So this is again recall, or I like to call it the capture rate of the true positives. It is true_positives / (true_positives + false_negatives). This threshold value is estimated purely based on the calibration sample (or here the OOB estimates). The model I will show is not very good, but the conformal sets you still get good performance. So this is quite helpful, having a good estimator (based on exchangeability, so no drift over time). I think in practice though that will not be bad (I by default auto-retrain models I put into production on a regular schedule, e.g. retrain once a month), so I don’t bother monitoring drift.
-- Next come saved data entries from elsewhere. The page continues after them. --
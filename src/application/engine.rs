use crate::domain::order::{Order, OrderId, Proof, RequesterId};
use crate::domain::ports::{
    AvailabilitySourceBox, ClockBox, OrderStoreBox, SettingsProviderBox, SlotStoreBox,
};
use crate::domain::slot::{Slot, SlotView};
use crate::domain::time;
use crate::error::{BookingError, Result};
use chrono::{DateTime, Utc};
use std::collections::BTreeMap;
use tokio::sync::Mutex;

/// Forward horizon of the slot inventory, in hours.
pub const DEFAULT_HORIZON_HOURS: u32 = 72;

/// The reservation allocator and order lifecycle manager.
///
/// `BookingEngine` owns the storage ports and is shared (`Arc`) between
/// request tasks and the hold-expiry sweeper. Every mutating operation runs
/// under one mutex, so the check-then-claim sequence in `reserve` and the
/// transition-then-release sequences in `cancel`/`expire_due` are atomic with
/// respect to each other. Sub-writes are ordered so a slot is never observable
/// as free while a non-terminal order holds it: the slot is claimed before the
/// order is inserted, and a terminal order is persisted before its slot is
/// released.
pub struct BookingEngine {
    slot_store: SlotStoreBox,
    order_store: OrderStoreBox,
    settings: SettingsProviderBox,
    availability: AvailabilitySourceBox,
    clock: ClockBox,
    horizon_hours: u32,
    write_lock: Mutex<()>,
}

impl BookingEngine {
    pub fn new(
        slot_store: SlotStoreBox,
        order_store: OrderStoreBox,
        settings: SettingsProviderBox,
        availability: AvailabilitySourceBox,
        clock: ClockBox,
    ) -> Self {
        Self {
            slot_store,
            order_store,
            settings,
            availability,
            clock,
            horizon_hours: DEFAULT_HORIZON_HOURS,
            write_lock: Mutex::new(()),
        }
    }

    pub fn with_horizon(mut self, horizon_hours: u32) -> Self {
        self.horizon_hours = horizon_hours;
        self
    }

    /// Makes sure the slot inventory covers the full horizon from the next
    /// full hour. Invoked lazily by `list_slots` and `reserve`.
    pub async fn ensure_horizon(&self) -> Result<()> {
        let _guard = self.write_lock.lock().await;
        self.rebuild_window().await
    }

    /// Rebuilds the slot window when the anchor hour has advanced. Caller
    /// must hold the write lock.
    ///
    /// Existing slot records are carried over untouched; the availability
    /// source is consulted only for starts entering the window. Afterwards
    /// every start held by a live order is re-marked, reconciling the
    /// inventory against the order store rather than recomputing it.
    async fn rebuild_window(&self) -> Result<()> {
        let anchor = time::next_full_hour(self.clock.now());
        let existing = self.slot_store.list().await?;
        if existing.len() == self.horizon_hours as usize
            && existing.first().map(|slot| slot.start_time) == Some(anchor)
        {
            return Ok(());
        }

        let mut carried: BTreeMap<DateTime<Utc>, Slot> = existing
            .into_iter()
            .map(|slot| (slot.start_time, slot))
            .collect();

        let mut slots = Vec::with_capacity(self.horizon_hours as usize);
        for start in time::grid_starts(anchor, self.horizon_hours) {
            let slot = match carried.remove(&start) {
                Some(slot) => slot,
                None => Slot::new(start, self.availability.is_bookable(start).await),
            };
            slots.push(slot);
        }

        for order in self.order_store.all().await? {
            if !order.is_active() {
                continue;
            }
            if let Some(slot) = slots
                .iter_mut()
                .find(|slot| slot.start_time == order.start_time)
            {
                slot.available = false;
                slot.holder = Some(order.requester.clone());
            }
        }

        tracing::debug!(%anchor, horizon_hours = self.horizon_hours, "slot window rebuilt");
        self.slot_store.replace_all(slots).await
    }

    /// Claims the slot at `start_time` and creates a pending order for it.
    ///
    /// Fails with `ActiveReservationExists` when the requester already has a
    /// non-terminal order, and with `SlotUnavailable` when the slot is
    /// unknown or already held. Exactly one of any set of concurrent callers
    /// targeting the same slot wins.
    pub async fn reserve(&self, requester: RequesterId, start_time: DateTime<Utc>) -> Result<Order> {
        let _guard = self.write_lock.lock().await;
        self.rebuild_window().await?;

        if let Some(active) = self.order_store.active_for(&requester).await? {
            return Err(BookingError::ActiveReservationExists(active.id));
        }

        let settings = self.settings.get().await?;
        self.slot_store.mark_held(start_time, &requester).await?;

        let now = self.clock.now();
        let end_time = time::slot_end(start_time);
        let hours = (end_time - start_time).num_hours();
        let id = self.order_store.next_id().await?;
        let order = Order::new(
            id,
            requester,
            start_time,
            end_time,
            settings.price_per_hour.times(hours),
            settings.pay_qr_url.clone(),
            now,
            settings.hold_window(),
        );
        self.order_store.store(order.clone()).await?;

        tracing::info!(
            order = %order.id,
            order_no = %order.order_no,
            requester = %order.requester,
            start = %order.start_time,
            "reservation created"
        );
        Ok(order)
    }

    /// Cancels a non-terminal order and releases its slot.
    pub async fn cancel(&self, order_id: OrderId) -> Result<()> {
        let _guard = self.write_lock.lock().await;
        let mut order = self
            .order_store
            .get(order_id)
            .await?
            .ok_or(BookingError::OrderNotFound(order_id))?;
        order.cancel(self.clock.now())?;
        self.order_store.store(order.clone()).await?;
        self.release_claimed(order.start_time).await?;

        tracing::info!(order = %order.id, "reservation cancelled");
        Ok(())
    }

    /// Attaches payment proofs to a pending order, suspending its expiry.
    pub async fn submit_proof(&self, order_id: OrderId, proofs: Vec<Proof>) -> Result<()> {
        let _guard = self.write_lock.lock().await;
        let mut order = self
            .order_store
            .get(order_id)
            .await?
            .ok_or(BookingError::OrderNotFound(order_id))?;
        order.submit_proof(proofs, self.clock.now())?;
        self.order_store.store(order.clone()).await?;

        tracing::info!(order = %order.id, proofs = order.proofs.len(), "payment proof submitted");
        Ok(())
    }

    /// Expires every pending order whose hold deadline has passed, releasing
    /// its slot, and returns how many were expired.
    ///
    /// Each order is re-read and re-checked under the write lock before the
    /// transition, so an order that was cancelled or confirmed in the
    /// meantime is skipped rather than expired. A single order's race never
    /// aborts the sweep.
    pub async fn expire_due(&self) -> Result<usize> {
        let now = self.clock.now();
        let due = self.order_store.due_pending(now).await?;
        let mut expired = 0;

        for candidate in due {
            let _guard = self.write_lock.lock().await;
            let Some(mut order) = self.order_store.get(candidate.id).await? else {
                continue;
            };
            if !order.is_due(now) {
                tracing::debug!(order = %order.id, status = %order.status, "skipping, order left pending");
                continue;
            }
            if order.expire(now).is_err() {
                continue;
            }
            self.order_store.store(order.clone()).await?;
            self.release_claimed(order.start_time).await?;
            expired += 1;
            tracing::info!(order = %order.id, "hold expired");
        }

        Ok(expired)
    }

    /// Releases a slot, tolerating one that already aged out of the window.
    async fn release_claimed(&self, start: DateTime<Utc>) -> Result<()> {
        match self.slot_store.release(start).await {
            Err(BookingError::SlotNotFound(_)) => {
                tracing::debug!(%start, "slot aged out of the booking window before release");
                Ok(())
            }
            other => other,
        }
    }

    /// Current slot inventory ordered by start time. `viewer` drives the
    /// `mine` projection on each slot.
    pub async fn list_slots(&self, viewer: Option<&RequesterId>) -> Result<Vec<SlotView>> {
        self.ensure_horizon().await?;
        let slots = self.slot_store.list().await?;
        Ok(slots.iter().map(|slot| slot.view(viewer)).collect())
    }

    /// A requester's orders, most recent first.
    pub async fn list_orders(&self, requester: &RequesterId) -> Result<Vec<Order>> {
        self.order_store.list_for(requester).await
    }

    pub async fn get_order(&self, order_id: OrderId) -> Result<Option<Order>> {
        self.order_store.get(order_id).await
    }

    /// The requester's current non-terminal order, if any.
    pub async fn active_order(&self, requester: &RequesterId) -> Result<Option<Order>> {
        self.order_store.active_for(requester).await
    }

    /// Every order ever created, ascending by id.
    pub async fn order_book(&self) -> Result<Vec<Order>> {
        self.order_store.all().await
    }
}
You can technically do this for each class, so you can have a recall set for the true negatives as well:

# can also set the false negative rate in much the same way
p0 = probs[train[yvar]==0,0]

# false negative rate set to 5%
k = 95
cover95 = np.percentile(p0,100-k)
print(f'Threshold (for 0 class) to have conformal set of {k}% for low risk')
print(f'{cover95:,.3f}')

# Now can check out of sample
out_cover = (ptest[test[yvar]==0,0] > cover95).mean()
print(f'\nOut of sample coverage at {k}%')
print(f'{out_cover:,.3f}')

Note that the threshold here is for P(y=0),

Threshold (for 0 class) to have conformal set of 95% for low risk
0.566

Out of sample coverage at 95%
0.953

Going back to the return multiple labels idea, in this example for predictions (for the positive class) we would have this breakdown (where 1 – 0.566 = 0.434):

P < 0.19 = {no recidivism}
0.19 < P < 0.434 = {no recidivism,recidivism}
0.434 < P = {recidivism}

Which I don’t think is helpful offhand, but it would not be crazy for someone to want to set the recall (for either class on its own) as a requirement in practice. So say we have a model that predicts some very high risk event (say whether to open an investigation into potential domestic terrorist activity). We may want the recall for the positive class to be very high, so even if it is a lot of nothing burgers, we have some FBI agent at least give some investigation into the predicted individuals.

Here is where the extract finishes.